The second sentence fragment of 1:27 is like an echo: "In the Image of God Created He him or them. I won’t show it here but in the book I show how in several of those creation days it is describing things in heaven and then things on earth with similar language. So this is not just the narrator of Genesis 1 repeating themselves. But the main thing I want you to notice here is the word translated “them” here and “him” in some translations is the Hebrew word “o-tow”. I invite you to click on it and see its definition and how it is used elsewhere in scripture. It is a singular_emphasized text_ pronoun. IOW the correct translation should be "In the image of God created He him.

The last snippet says “Male and female created He them.” Look at the word translated “them”. It is “o-tam”. Click on the link and see how it is defined and how it is translated elsewhere. It is a plural pronoun. IOW the translation of this fragment is correct. Put it all together and it should read…

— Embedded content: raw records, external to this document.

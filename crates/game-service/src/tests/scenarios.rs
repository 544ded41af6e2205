//! Player flows through the services

use std::sync::Arc;

use game_store::{Collection, MemoryCollection, SledStore, DESTROYED_SHIPS_COLLECTION, LEADERBOARD_COLLECTION};
use serde_json::json;
use tempfile::tempdir;

use crate::{
    model::{DestroyedShipEvent, LeaderboardEntry, Numeric},
    validation::{ScoreSubmission, ShipDestruction},
    DestroyedShipLog, LeaderboardService, ServiceError, SubmitOutcome,
};

/// Helper to validate and submit a raw body
fn submit(service: &LeaderboardService, body: serde_json::Value) -> Result<SubmitOutcome, ServiceError> {
    service.submit_score(ScoreSubmission::from_json(&body)?)
}

fn run_score_scenario(service: &LeaderboardService) {
    let outcome = submit(service, json!({"address": "0xA", "score": 100, "combo": 5, "game_mode": "FREE"})).unwrap();
    assert!(matches!(outcome, SubmitOutcome::Created { .. }));

    let outcome = submit(service, json!({"address": "0xA", "score": 90, "combo": 7, "game_mode": "FREE"})).unwrap();
    assert_eq!(
        outcome,
        SubmitOutcome::Skipped {
            existing_score: Numeric::from(100),
            submitted_score: Numeric::from(90),
        }
    );

    let outcome = submit(service, json!({"address": "0xA", "score": 150, "combo": 8, "game_mode": "FREE"})).unwrap();
    assert_eq!(
        outcome,
        SubmitOutcome::Updated {
            previous_score: Numeric::from(100),
            new_score: Numeric::from(150),
        }
    );

    let ranked = service.user_rank("0xA", "FREE").unwrap();
    assert_eq!(ranked.rank, 1);
    assert_eq!(ranked.entry.doc.score, Numeric::from(150));
    assert_eq!(ranked.entry.doc.combo, 8);
}

fn run_ship_scenario(log: &DestroyedShipLog) {
    let body = json!({"address": "0xA", "id_ship": 3});
    log.record(ShipDestruction::from_json(&body).unwrap()).unwrap();

    let events = log.list("0xA").unwrap();
    assert_eq!(events.len(), 1);
    assert_eq!(events[0].doc.ship_id, Numeric::from(3));
    assert_eq!(events[0].doc.address, "0xA");
}

#[test]
fn test_score_scenario_in_memory() {
    let service = LeaderboardService::new(Arc::new(MemoryCollection::<LeaderboardEntry>::new(LEADERBOARD_COLLECTION)));
    run_score_scenario(&service);
}

#[test]
fn test_ship_scenario_in_memory() {
    let log = DestroyedShipLog::new(Arc::new(MemoryCollection::<DestroyedShipEvent>::new(DESTROYED_SHIPS_COLLECTION)));
    run_ship_scenario(&log);
}

#[test]
fn test_scenarios_on_sled() {
    let dir = tempdir().unwrap();
    let store = SledStore::open(dir.path(), "neon_void").unwrap();

    let entries = store.collection::<LeaderboardEntry>(LEADERBOARD_COLLECTION).unwrap();
    let events = store.collection::<DestroyedShipEvent>(DESTROYED_SHIPS_COLLECTION).unwrap();

    run_score_scenario(&LeaderboardService::new(Arc::new(entries)));
    run_ship_scenario(&DestroyedShipLog::new(Arc::new(events)));
}

#[test]
fn test_leaderboard_survives_restart() {
    let dir = tempdir().unwrap();

    {
        let store = SledStore::open(dir.path(), "neon_void").unwrap();
        let entries = store.collection::<LeaderboardEntry>(LEADERBOARD_COLLECTION).unwrap();
        let service = LeaderboardService::new(Arc::new(entries));
        submit(&service, json!({"address": "0xA", "score": 12.5, "combo": 1, "game_mode": "COMPETITIVE"})).unwrap();
        submit(&service, json!({"address": "0xB", "score": 40, "combo": 2, "game_mode": "COMPETITIVE"})).unwrap();
        store.flush().unwrap();
    }

    let store = SledStore::open(dir.path(), "neon_void").unwrap();
    let entries = store.collection::<LeaderboardEntry>(LEADERBOARD_COLLECTION).unwrap();
    let service = LeaderboardService::new(Arc::new(entries));

    let board = service.leaderboard("COMPETITIVE").unwrap();
    let scores: Vec<f64> = board.iter().map(|e| e.doc.score.get()).collect();
    assert_eq!(scores, vec![40.0, 12.5]);
    assert_eq!(service.user_rank("0xA", "COMPETITIVE").unwrap().rank, 2);
}

#[test]
fn test_invalid_body_never_reaches_store() {
    let entries = Arc::new(MemoryCollection::<LeaderboardEntry>::new(LEADERBOARD_COLLECTION));
    let service = LeaderboardService::new(entries.clone());

    let err = submit(&service, json!({"address": "0xA", "score": 100, "game_mode": "FREE"})).unwrap_err();
    assert_eq!(err, ServiceError::InvalidArgument("Missing required field: combo".to_string()));
    assert!(entries.is_empty().unwrap());
}

#[test]
fn test_concurrent_first_submissions_create_one_entry() {
    let entries = Arc::new(MemoryCollection::<LeaderboardEntry>::new(LEADERBOARD_COLLECTION));
    let service = LeaderboardService::new(entries.clone());

    let handles: Vec<_> = (0..32u32)
        .map(|i| {
            let service = service.clone();
            std::thread::spawn(move || {
                submit(&service, json!({"address": "0xRace", "score": i, "combo": 1, "game_mode": "FREE"})).unwrap()
            })
        })
        .collect();

    let outcomes: Vec<SubmitOutcome> = handles.into_iter().map(|h| h.join().unwrap()).collect();

    let created = outcomes
        .iter()
        .filter(|o| matches!(o, SubmitOutcome::Created { .. }))
        .count();
    assert_eq!(created, 1);
    assert_eq!(entries.len().unwrap(), 1);

    // The best score always wins, whatever the interleaving
    let ranked = service.user_rank("0xRace", "FREE").unwrap();
    assert_eq!(ranked.entry.doc.score, Numeric::from(31));
}

#[test]
fn test_concurrent_first_submissions_on_sled() {
    let dir = tempdir().unwrap();
    let store = SledStore::open(dir.path(), "neon_void").unwrap();
    let entries = Arc::new(store.collection::<LeaderboardEntry>(LEADERBOARD_COLLECTION).unwrap());
    let service = LeaderboardService::new(entries.clone());

    let handles: Vec<_> = (0..16u32)
        .map(|i| {
            let service = service.clone();
            std::thread::spawn(move || {
                submit(&service, json!({"address": "0xRace", "score": i, "combo": 1, "game_mode": "COMPETITIVE"})).unwrap()
            })
        })
        .collect();

    for handle in handles {
        handle.join().unwrap();
    }

    assert_eq!(entries.len().unwrap(), 1);
    assert_eq!(service.leaderboard("COMPETITIVE").unwrap()[0].doc.score, Numeric::from(15));
}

“So God created THE Man in His own Image.
In the Image of God created He him
Male and Female created He them”

So whatever definitions or categories or ideas we develop, it needs to be something which is not inconsistent with the text. If it is inconsistent with the text all we have is a theory about the meaning of words which are not really in the bible.

My theory is that 1:27 is not repeating the same thing three times. Rather it is a list of three things God did to begin to fulfill is plan to make “man”- humanity, mankind, in His own image.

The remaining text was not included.